## Exercise instructions:
Keeping every character in place, output all the data.

══ Records supplied ══

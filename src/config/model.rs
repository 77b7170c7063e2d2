//! Preference record definition and typed accessors.

use super::types::*;
use crate::error::{Result, ShareError};
use serde::{Deserialize, Serialize};
use serde_json::{Map, Value};

/// User preferences, stored as a flat JSON object.
///
/// Keys are kept as raw JSON so that `get` reports absent keys as `None`
/// and keys written by other versions of the tool are preserved.
#[derive(Debug, Clone, Default, PartialEq, Serialize, Deserialize)]
#[serde(transparent)]
pub struct Preferences {
    values: Map<String, Value>,
}

impl Preferences {
    /// Parse a preference record. Empty or whitespace-only input is an empty record.
    pub fn from_json(json: &str) -> Result<Self> {
        if json.trim().is_empty() {
            return Ok(Self::default());
        }

        let prefs: Preferences = serde_json::from_str(json).map_err(|e| {
            ShareError::ConfigError(format!("failed to parse preferences JSON: {}", e))
        })?;

        prefs.validate()?;
        Ok(prefs)
    }

    pub fn to_json(&self) -> Result<String> {
        serde_json::to_string_pretty(self).map_err(|e| {
            ShareError::ConfigError(format!("failed to serialize preferences: {}", e))
        })
    }

    /// Stored value for `key`, or `None` if it was never set.
    pub fn get(&self, key: &str) -> Option<&Value> {
        self.values.get(key)
    }

    pub fn set(&mut self, key: impl Into<String>, value: impl Into<Value>) {
        self.values.insert(key.into(), value.into());
    }

    pub fn skip_alias_check(&self) -> bool {
        self.get(SKIP_ALIAS_CHECK_KEY)
            .and_then(Value::as_bool)
            .unwrap_or(false)
    }

    pub fn set_skip_alias_check(&mut self, skip: bool) {
        self.set(SKIP_ALIAS_CHECK_KEY, skip);
    }

    pub fn remote(&self) -> &str {
        self.string_or(REMOTE_KEY, DEFAULT_REMOTE)
    }

    pub fn merge_target(&self) -> &str {
        self.string_or(MERGE_TARGET_KEY, DEFAULT_MERGE_TARGET)
    }

    pub fn branch_prefix(&self) -> &str {
        self.string_or(BRANCH_PREFIX_KEY, DEFAULT_BRANCH_PREFIX)
    }

    fn string_or<'a>(&'a self, key: &str, default: &'a str) -> &'a str {
        self.get(key).and_then(Value::as_str).unwrap_or(default)
    }

    /// Reject values the workflows cannot use.
    ///
    /// - `skipAliasCheck` must be a boolean
    /// - `remote`, `mergeTarget`, `branchPrefix` must be non-empty strings without whitespace
    /// - `branchPrefix` must not start or end with `/`
    pub fn validate(&self) -> Result<()> {
        if let Some(value) = self.get(SKIP_ALIAS_CHECK_KEY)
            && !value.is_boolean()
        {
            return Err(ShareError::ConfigError(format!(
                "{} must be true or false (found {})",
                SKIP_ALIAS_CHECK_KEY, value
            )));
        }

        for key in [REMOTE_KEY, MERGE_TARGET_KEY, BRANCH_PREFIX_KEY] {
            let Some(value) = self.get(key) else {
                continue;
            };
            let Some(name) = value.as_str() else {
                return Err(ShareError::ConfigError(format!(
                    "{} must be a string (found {})",
                    key, value
                )));
            };
            if name.is_empty() || name.chars().any(char::is_whitespace) {
                return Err(ShareError::ConfigError(format!(
                    "{} must be a non-empty name without whitespace (found '{}')",
                    key, name
                )));
            }
        }

        let prefix = self.branch_prefix();
        if prefix.starts_with('/') || prefix.ends_with('/') {
            return Err(ShareError::ConfigError(format!(
                "{} must not start or end with '/' (found '{}'). Use '{}' instead.",
                BRANCH_PREFIX_KEY,
                prefix,
                prefix.trim_matches('/')
            )));
        }

        Ok(())
    }
}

═══

## Exercise answer:
filename src/config/model.rs
repository 77b7170c7063e2d2
//! Preference record definition and typed accessors.

use super::types::*;
use crate::error::{Result, ShareError};
use serde::{Deserialize, Serialize};
use serde_json::{Map, Value};

/// User preferences, stored as a flat JSON object.
///
/// Keys are kept as raw JSON so that `get` reports absent keys as `None`
/// and keys written by other versions of the tool are preserved.
#[derive(Debug, Clone, Default, PartialEq, Serialize, Deserialize)]
#[serde(transparent)]
pub struct Preferences {
    values: Map<String, Value>,
}

impl Preferences {
    /// Parse a preference record. Empty or whitespace-only input is an empty record.
    pub fn from_json(json: &str) -> Result<Self> {
        if json.trim().is_empty() {
            return Ok(Self::default());
        }

        let prefs: Preferences = serde_json::from_str(json).map_err(|e| {
            ShareError::ConfigError(format!("failed to parse preferences JSON: {}", e))
        })?;

        prefs.validate()?;
        Ok(prefs)
    }

    pub fn to_json(&self) -> Result<String> {
        serde_json::to_string_pretty(self).map_err(|e| {
            ShareError::ConfigError(format!("failed to serialize preferences: {}", e))
        })
    }

    /// Stored value for `key`, or `None` if it was never set.
    pub fn get(&self, key: &str) -> Option<&Value> {
        self.values.get(key)
    }

    pub fn set(&mut self, key: impl Into<String>, value: impl Into<Value>) {
        self.values.insert(key.into(), value.into());
    }

    pub fn skip_alias_check(&self) -> bool {
        self.get(SKIP_ALIAS_CHECK_KEY)
            .and_then(Value::as_bool)
            .unwrap_or(false)
    }

    pub fn set_skip_alias_check(&mut self, skip: bool) {
        self.set(SKIP_ALIAS_CHECK_KEY, skip);
    }

    pub fn remote(&self) -> &str {
        self.string_or(REMOTE_KEY, DEFAULT_REMOTE)
    }

    pub fn merge_target(&self) -> &str {
        self.string_or(MERGE_TARGET_KEY, DEFAULT_MERGE_TARGET)
    }

    pub fn branch_prefix(&self) -> &str {
        self.string_or(BRANCH_PREFIX_KEY, DEFAULT_BRANCH_PREFIX)
    }

    fn string_or<'a>(&'a self, key: &str, default: &'a str) -> &'a str {
        self.get(key).and_then(Value::as_str).unwrap_or(default)
    }

    /// Reject values the workflows cannot use.
    ///
    /// - `skipAliasCheck` must be a boolean
    /// - `remote`, `mergeTarget`, `branchPrefix` must be non-empty strings without whitespace
    /// - `branchPrefix` must not start or end with `/`
    pub fn validate(&self) -> Result<()> {
        if let Some(value) = self.get(SKIP_ALIAS_CHECK_KEY)
            && !value.is_boolean()
        {
            return Err(ShareError::ConfigError(format!(
                "{} must be true or false (found {})",
                SKIP_ALIAS_CHECK_KEY, value
            )));
        }

        for key in [REMOTE_KEY, MERGE_TARGET_KEY, BRANCH_PREFIX_KEY] {
            let Some(value) = self.get(key) else {
                continue;
            };
            let Some(name) = value.as_str() else {
                return Err(ShareError::ConfigError(format!(
                    "{} must be a string (found {})",
                    key, value
                )));
            };
            if name.is_empty() || name.chars().any(char::is_whitespace) {
                return Err(ShareError::ConfigError(format!(
                    "{} must be a non-empty name without whitespace (found '{}')",
                    key, name
                )));
            }
        }

        let prefix = self.branch_prefix();
        if prefix.starts_with('/') || prefix.ends_with('/') {
            return Err(ShareError::ConfigError(format!(
                "{} must not start or end with '/' (found '{}'). Use '{}' instead.",
                BRANCH_PREFIX_KEY,
                prefix,
                prefix.trim_matches('/')
            )));
        }

        Ok(())
    }
}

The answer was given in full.